What you will do: What is the number of lines in the listing below that contain the string "HotkeyReach"? Give that number only.
── Extracted material ──
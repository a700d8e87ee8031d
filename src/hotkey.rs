//! Global hotkey combinations.
//!
//! Combos are written the way users type them in the config file, e.g.
//! `cmd+alt+b`. Registration itself is platform plumbing (see
//! `platform::hotkey`); this module parses, matches, and decides where a
//! registered combo can be heard.

use std::fmt;
use std::str::FromStr;

use thiserror::Error;

pub const DEFAULT_COMBO: &str = "cmd+alt+b";

#[derive(Error, Debug, Clone, PartialEq, Eq)]
pub enum HotkeyParseError {
    #[error("hotkey is empty")]
    Empty,
    #[error("unknown modifier '{0}'")]
    UnknownModifier(String),
    #[error("hotkey '{0}' must end with a single key character")]
    MissingKey(String),
}

#[derive(Debug, Clone, Copy, PartialEq, Eq, Default)]
pub struct Modifiers {
    pub command: bool,
    pub option: bool,
    pub control: bool,
    pub shift: bool,
}

impl Modifiers {
    pub fn is_empty(&self) -> bool {
        !(self.command || self.option || self.control || self.shift)
    }
}

/// A single key plus the modifiers that must be held with it.
#[derive(Debug, Clone, Copy, PartialEq, Eq)]
pub struct Hotkey {
    pub modifiers: Modifiers,
    /// Lowercased key character
    pub key: char,
}

impl Hotkey {
    /// Returns true if a key press with exactly these modifiers triggers the hotkey.
    pub fn matches(&self, key: char, modifiers: Modifiers) -> bool {
        self.key == key.to_ascii_lowercase() && self.modifiers == modifiers
    }
}

impl Default for Hotkey {
    fn default() -> Self {
        Self {
            modifiers: Modifiers {
                command: true,
                option: true,
                ..Modifiers::default()
            },
            key: 'b',
        }
    }
}

impl FromStr for Hotkey {
    type Err = HotkeyParseError;

    fn from_str(s: &str) -> Result<Self, Self::Err> {
        let trimmed = s.trim();
        if trimmed.is_empty() {
            return Err(HotkeyParseError::Empty);
        }

        let mut parts: Vec<&str> = trimmed.split('+').map(str::trim).collect();
        let key_part = parts.pop().unwrap_or_default();
        let mut chars = key_part.chars();
        let key = match (chars.next(), chars.next()) {
            (Some(c), None) if !c.is_whitespace() => c.to_ascii_lowercase(),
            _ => return Err(HotkeyParseError::MissingKey(trimmed.to_string())),
        };

        let mut modifiers = Modifiers::default();
        for part in parts {
            match part.to_ascii_lowercase().as_str() {
                "cmd" | "command" => modifiers.command = true,
                "alt" | "opt" | "option" => modifiers.option = true,
                "ctrl" | "control" => modifiers.control = true,
                "shift" => modifiers.shift = true,
                other => return Err(HotkeyParseError::UnknownModifier(other.to_string())),
            }
        }

        Ok(Self { modifiers, key })
    }
}

impl fmt::Display for Hotkey {
    fn fmt(&self, f: &mut fmt::Formatter<'_>) -> fmt::Result {
        let m = self.modifiers;
        for (held, name) in [
            (m.control, "ctrl"),
            (m.option, "alt"),
            (m.shift, "shift"),
            (m.command, "cmd"),
        ] {
            if held {
                write!(f, "{}+", name)?;
            }
        }
        write!(f, "{}", self.key)
    }
}

/// Where a registered hotkey is delivered.
#[derive(Debug, Clone, Copy, PartialEq, Eq)]
pub enum HotkeyReach {
    /// Whichever app is frontmost
    Everywhere,
    /// Only while stowbar itself is frontmost
    OwnAppOnly,
}

impl HotkeyReach {
    /// Global key monitors stay silent without accessibility access, even
    /// though installing one succeeds.
    pub fn for_accessibility(trusted: bool) -> Self {
        if trusted {
            Self::Everywhere
        } else {
            Self::OwnAppOnly
        }
    }

    pub fn is_global(self) -> bool {
        self == Self::Everywhere
    }
}
//! Error types shared by the status bar and display components.

use std::fmt;

use thiserror::Error;

/// Result alias used throughout the crate.
pub type Result<T> = std::result::Result<T, Error>;

/// Which half of the notch toggle a display-mode search was looking for.
#[derive(Debug, Clone, Copy, PartialEq, Eq)]
pub enum NotchDirection {
    /// Same width, smaller height (letterboxed, notch hidden)
    Hide,
    /// Same width, larger height (native, notch visible)
    Show,
}

impl fmt::Display for NotchDirection {
    fn fmt(&self, f: &mut fmt::Formatter<'_>) -> fmt::Result {
        match self {
            Self::Hide => write!(f, "notch-less"),
            Self::Show => write!(f, "notched"),
        }
    }
}

/// Phase of the display configuration transaction that failed.
#[derive(Debug, Clone, Copy, PartialEq, Eq)]
pub enum ConfigPhase {
    Begin,
    Apply,
    Commit,
}

impl fmt::Display for ConfigPhase {
    fn fmt(&self, f: &mut fmt::Formatter<'_>) -> fmt::Result {
        match self {
            Self::Begin => write!(f, "begin"),
            Self::Apply => write!(f, "apply"),
            Self::Commit => write!(f, "commit"),
        }
    }
}

/// Every failure is non-fatal; callers log it and keep the last valid state.
#[derive(Error, Debug, Clone, PartialEq)]
pub enum Error {
    /// One of the status items has no on-screen frame yet.
    #[error("status item position not available yet")]
    PositionUnavailable,
    /// The divider sits on or right of the arrow.
    #[error("divider (x={divider_x}) is not left of the arrow (x={arrow_x})")]
    InvalidOrdering { divider_x: f64, arrow_x: f64 },
    /// No sibling resolution exists for the requested direction.
    #[error("no {0} display mode found")]
    DisplayModeNotFound(NotchDirection),
    /// The OS did not report a current display mode.
    #[error("current display mode unavailable")]
    CurrentModeUnavailable,
    /// A display configuration transaction failed and was cancelled.
    #[error("display configuration failed during {phase} (CGError {code})")]
    DisplayConfiguration { phase: ConfigPhase, code: i32 },
}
───
Task output: 2